WHAT TO WORK ON:
Where a line holds the word "crate", copy it from the records.
--------------------
//! Web-search sources: three keyed JSON APIs and the DuckDuckGo HTML
//! endpoint. Search snippets are low-reliability by definition; they feed
//! synthesis but never trigger early stop.

use async_trait::async_trait;
use once_cell::sync::Lazy;
use scraper::{Html, Selector};
use serde::Deserialize;

use epilogue_model::{
    Actor, LookupErrorKind, LookupOutcome, RawBiographySnippet, ReliabilityTier, SnippetPayload,
    SourceAttribution, SourceCategory, SourceDescriptor, SourceFamily, SourceType,
};

use crate::clean::biographical_confidence;
use crate::error::Result;
use crate::fetch::FetchSpec;

use super::matching::page_mentions;
use super::{LookupContext, Source, miss_from_fetch};

fn death_query(actor: &Actor) -> String {
    format!("\"{}\" actor death died", actor.name)
}

/// Build a biography snippet from concatenated result snippets, applying
/// the shared relevance and confidence gates.
fn snippets_to_outcome(
    descriptor: &SourceDescriptor,
    actor: &Actor,
    query: &str,
    parts: Vec<(String, Option<String>)>,
) -> LookupOutcome {
    let text = parts
        .iter()
        .map(|(snippet, _)| snippet.as_str())
        .filter(|s| !s.is_empty())
        .collect::<Vec<_>>()
        .join("\n");
    if text.len() < 80 {
        return LookupOutcome::Miss {
            source_type: descriptor.source_type,
            kind: LookupErrorKind::ContentTooShort,
            message: format!("{} chars of result snippets", text.len()),
            cost_usd: descriptor.estimated_cost_per_query,
        };
    }
    if !page_mentions(actor, &text) {
        return LookupOutcome::Miss {
            source_type: descriptor.source_type,
            kind: LookupErrorKind::ContentIrrelevant,
            message: "results do not mention the subject".into(),
            cost_usd: descriptor.estimated_cost_per_query,
        };
    }
    let confidence = biographical_confidence(&text);
    if confidence <= 0.0 {
        return LookupOutcome::Miss {
            source_type: descriptor.source_type,
            kind: LookupErrorKind::ContentIrrelevant,
            message: "no biographical signals in results".into(),
            cost_usd: descriptor.estimated_cost_per_query,
        };
    }

    let mut attribution = SourceAttribution::new(descriptor.source_type, descriptor.tier, confidence)
        .with_cost(descriptor.estimated_cost_per_query)
        .with_query(query.to_string());
    attribution.meta.url = parts.into_iter().find_map(|(_, url)| url);
    attribution.meta.content_type = Some("search_results".to_string());

    LookupOutcome::Hit {
        attribution,
        payload: SnippetPayload::Biography(RawBiographySnippet { text }),
    }
}

const GOOGLE_CSE_ENDPOINT: &str = "https://www.googleapis.com/customsearch/v1";

pub struct GoogleCseSource {
    descriptor: SourceDescriptor,
    credentials: Option<(String, String)>,
}

impl std::fmt::Debug for GoogleCseSource {
    fn fmt(&self, f: &mut std::fmt::Formatter<'_>) -> std::fmt::Result {
        f.debug_struct("GoogleCseSource")
            .field("configured", &self.credentials.is_some())
            .finish_non_exhaustive()
    }
}

impl GoogleCseSource {
    pub fn new() -> Self {
        let key = std::env::var(epilogue_config::credentials::GOOGLE_CSE_KEY).ok();
        let cx = std::env::var(epilogue_config::credentials::GOOGLE_CSE_CX).ok();
        let credentials = match (key, cx) {
            (Some(key), Some(cx)) if !key.trim().is_empty() && !cx.trim().is_empty() => {
                Some((key, cx))
            }
            _ => None,
        };
        Self {
            descriptor: SourceDescriptor::new(
                "google_cse",
                SourceType::GoogleCse,
                SourceFamily::Google,
                SourceCategory::WebSearch,
                ReliabilityTier::WebSearch,
            )
            .with_cost(0.005)
            .with_min_delay_ms(1_000),
            credentials,
        }
    }
}

impl Default for GoogleCseSource {
    fn default() -> Self {
        Self::new()
    }
}

#[derive(Debug, Deserialize)]
struct CseResponse {
    #[serde(default)]
    items: Vec<CseItem>,
}

#[derive(Debug, Deserialize)]
struct CseItem {
    #[serde(default)]
    title: String,
    #[serde(default)]
    snippet: String,
    link: Option<String>,
}

#[async_trait]
impl Source for GoogleCseSource {
    fn descriptor(&self) -> &SourceDescriptor {
        &self.descriptor
    }

    fn is_available(&self) -> bool {
        self.credentials.is_some()
    }

    async fn perform_lookup(&self, actor: &Actor, ctx: &LookupContext) -> Result<LookupOutcome> {
        let Some((key, cx)) = &self.credentials else {
            return Ok(LookupOutcome::miss(
                SourceType::GoogleCse,
                LookupErrorKind::NotConfigured,
                "GOOGLE_CSE_KEY / GOOGLE_CSE_CX are not set",
            ));
        };
        let query = death_query(actor);
        let url = format!(
            "{GOOGLE_CSE_ENDPOINT}?key={key}&cx={cx}&q={}",
            urlencoding::encode(&query)
        );
        let spec = FetchSpec::with_timeout_ms(self.descriptor.request_timeout_ms);

        let body = match ctx.fetcher.fetch_api(&url, &spec).await {
            Ok(body) => body,
            Err(err) => return Ok(miss_from_fetch(&self.descriptor, err)),
        };
        let parsed: CseResponse = serde_json::from_str(&body)?;
        let parts = parsed
            .items
            .into_iter()
            .map(|item| (format!("{}: {}", item.title, item.snippet), item.link))
            .collect();
        Ok(snippets_to_outcome(&self.descriptor, actor, &query, parts))
    }
}

const BING_ENDPOINT: &str = "https://api.bing.microsoft.com/v7.0/search";

pub struct BingSource {
    descriptor: SourceDescriptor,
    api_key: Option<String>,
}

impl std::fmt::Debug for BingSource {
    fn fmt(&self, f: &mut std::fmt::Formatter<'_>) -> std::fmt::Result {
        f.debug_struct("BingSource")
            .field("configured", &self.api_key.is_some())
            .finish_non_exhaustive()
    }
}

impl BingSource {
    pub fn new() -> Self {
        Self {
            descriptor: SourceDescriptor::new(
                "bing_search",
                SourceType::BingSearch,
                SourceFamily::Bing,
                SourceCategory::WebSearch,
                ReliabilityTier::WebSearch,
            )
            .with_cost(0.003)
            .with_min_delay_ms(500),
            api_key: std::env::var(epilogue_config::credentials::BING_SEARCH_KEY)
                .ok()
                .filter(|k| !k.trim().is_empty()),
        }
    }
}

impl Default for BingSource {
    fn default() -> Self {
        Self::new()
    }
}

#[derive(Debug, Deserialize)]
#[serde(rename_all = "camelCase")]
struct BingResponse {
    web_pages: Option<BingWebPages>,
}

#[derive(Debug, Deserialize)]
struct BingWebPages {
    #[serde(default)]
    value: Vec<BingPage>,
}

#[derive(Debug, Deserialize)]
struct BingPage {
    #[serde(default)]
    name: String,
    #[serde(default)]
    snippet: String,
    url: Option<String>,
}

#[async_trait]
impl Source for BingSource {
    fn descriptor(&self) -> &SourceDescriptor {
        &self.descriptor
    }

    fn is_available(&self) -> bool {
        self.api_key.is_some()
    }

    async fn perform_lookup(&self, actor: &Actor, ctx: &LookupContext) -> Result<LookupOutcome> {
        let Some(api_key) = &self.api_key else {
            return Ok(LookupOutcome::miss(
                SourceType::BingSearch,
                LookupErrorKind::NotConfigured,
                "BING_SEARCH_KEY is not set",
            ));
        };
        let query = death_query(actor);
        let url = format!("{BING_ENDPOINT}?q={}", urlencoding::encode(&query));
        let spec = FetchSpec::with_timeout_ms(self.descriptor.request_timeout_ms)
            .with_header("Ocp-Apim-Subscription-Key", api_key.clone());

        let body = match ctx.fetcher.fetch_api(&url, &spec).await {
            Ok(body) => body,
            Err(err) => return Ok(miss_from_fetch(&self.descriptor, err)),
        };
        let parsed: BingResponse = serde_json::from_str(&body)?;
        let parts = parsed
            .web_pages
            .map(|w| w.value)
            .unwrap_or_default()
            .into_iter()
            .map(|page| (format!("{}: {}", page.name, page.snippet), page.url))
            .collect();
        Ok(snippets_to_outcome(&self.descriptor, actor, &query, parts))
    }
}

const BRAVE_ENDPOINT: &str = "https://api.search.brave.com/res/v1/web/search";

pub struct BraveSource {
    descriptor: SourceDescriptor,
    api_key: Option<String>,
}

impl std::fmt::Debug for BraveSource {
    fn fmt(&self, f: &mut std::fmt::Formatter<'_>) -> std::fmt::Result {
        f.debug_struct("BraveSource")
            .field("configured", &self.api_key.is_some())
            .finish_non_exhaustive()
    }
}

impl BraveSource {
    pub fn new() -> Self {
        Self {
            descriptor: SourceDescriptor::new(
                "brave_search",
                SourceType::BraveSearch,
                SourceFamily::Brave,
                SourceCategory::WebSearch,
                ReliabilityTier::WebSearch,
            )
            .with_cost(0.005)
            .with_min_delay_ms(1_000),
            api_key: std::env::var(epilogue_config::credentials::BRAVE_SEARCH_KEY)
                .ok()
                .filter(|k| !k.trim().is_empty()),
        }
    }
}

impl Default for BraveSource {
    fn default() -> Self {
        Self::new()
    }
}

#[derive(Debug, Deserialize)]
struct BraveResponse {
    web: Option<BraveWeb>,
}

#[derive(Debug, Deserialize)]
struct BraveWeb {
    #[serde(default)]
    results: Vec<BraveResult>,
}

#[derive(Debug, Deserialize)]
struct BraveResult {
    #[serde(default)]
    title: String,
    #[serde(default)]
    description: String,
    url: Option<String>,
}

#[async_trait]
impl Source for BraveSource {
    fn descriptor(&self) -> &SourceDescriptor {
        &self.descriptor
    }

    fn is_available(&self) -> bool {
        self.api_key.is_some()
    }

    async fn perform_lookup(&self, actor: &Actor, ctx: &LookupContext) -> Result<LookupOutcome> {
        let Some(api_key) = &self.api_key else {
            return Ok(LookupOutcome::miss(
                SourceType::BraveSearch,
                LookupErrorKind::NotConfigured,
                "BRAVE_SEARCH_KEY is not set",
            ));
        };
        let query = death_query(actor);
        let url = format!("{BRAVE_ENDPOINT}?q={}", urlencoding::encode(&query));
        let spec = FetchSpec::with_timeout_ms(self.descriptor.request_timeout_ms)
            .with_header("X-Subscription-Token", api_key.clone());

        let body = match ctx.fetcher.fetch_api(&url, &spec).await {
            Ok(body) => body,
            Err(err) => return Ok(miss_from_fetch(&self.descriptor, err)),
        };
        let parsed: BraveResponse = serde_json::from_str(&body)?;
        let parts = parsed
            .web
            .map(|w| w.results)
            .unwrap_or_default()
            .into_iter()
            .map(|result| (format!("{}: {}", result.title, result.description), result.url))
            .collect();
        Ok(snippets_to_outcome(&self.descriptor, actor, &query, parts))
    }
}

const DUCKDUCKGO_ENDPOINT: &str = "https://html.duckduckgo.com/html/";

static DDG_SNIPPET: Lazy<Selector> =
    Lazy::new(|| Selector::parse(".result__snippet").expect("ddg selector should parse"));
static DDG_LINK: Lazy<Selector> =
    Lazy::new(|| Selector::parse(".result__a").expect("ddg link selector should parse"));

/// DuckDuckGo's HTML endpoint serves CAPTCHA walls with HTTP 200; the
/// fetch layer's sentinel scan is what catches those.
pub struct DuckDuckGoSource {
    descriptor: SourceDescriptor,
}

impl std::fmt::Debug for DuckDuckGoSource {
    fn fmt(&self, f: &mut std::fmt::Formatter<'_>) -> std::fmt::Result {
        f.debug_struct("DuckDuckGoSource").finish_non_exhaustive()
    }
}

impl DuckDuckGoSource {
    pub fn new() -> Self {
        Self {
            descriptor: SourceDescriptor::new(
                "duckduckgo",
                SourceType::DuckDuckGo,
                SourceFamily::DuckDuckGo,
                SourceCategory::WebSearch,
                ReliabilityTier::WebSearch,
            )
            .with_min_delay_ms(3_000),
        }
    }

    fn parse_results(html: &str) -> Vec<(String, Option<String>)> {
        let document = Html::parse_document(html);
        let links: Vec<Option<String>> = document
            .select(&DDG_LINK)
            .map(|el| el.value().attr("href").map(|h| h.to_string()))
            .collect();
        document
            .select(&DDG_SNIPPET)
            .enumerate()
            .map(|(i, el)| {
                let text = el.text().collect::<String>().trim().to_string();
                (text, links.get(i).cloned().flatten())
            })
            .collect()
    }
}

impl Default for DuckDuckGoSource {
    fn default() -> Self {
        Self::new()
    }
}

#[async_trait]
impl Source for DuckDuckGoSource {
    fn descriptor(&self) -> &SourceDescriptor {
        &self.descriptor
    }

    async fn perform_lookup(&self, actor: &Actor, ctx: &LookupContext) -> Result<LookupOutcome> {
        let query = death_query(actor);
        let url = format!("{DUCKDUCKGO_ENDPOINT}?q={}", urlencoding::encode(&query));
        let spec = FetchSpec::with_timeout_ms(self.descriptor.request_timeout_ms);

        let page = match ctx.fetcher.fetch_page(&url, &spec).await {
            Ok(page) => page,
            Err(err) => return Ok(miss_from_fetch(&self.descriptor, err)),
        };
        let parts = Self::parse_results(&page.content);
        Ok(snippets_to_outcome(&self.descriptor, actor, &query, parts))
    }
}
--------------------
SOLUTION TO THIS PROBLEM:
use crate::clean::biographical_confidence;
use crate::error::Result;
use crate::fetch::FetchSpec;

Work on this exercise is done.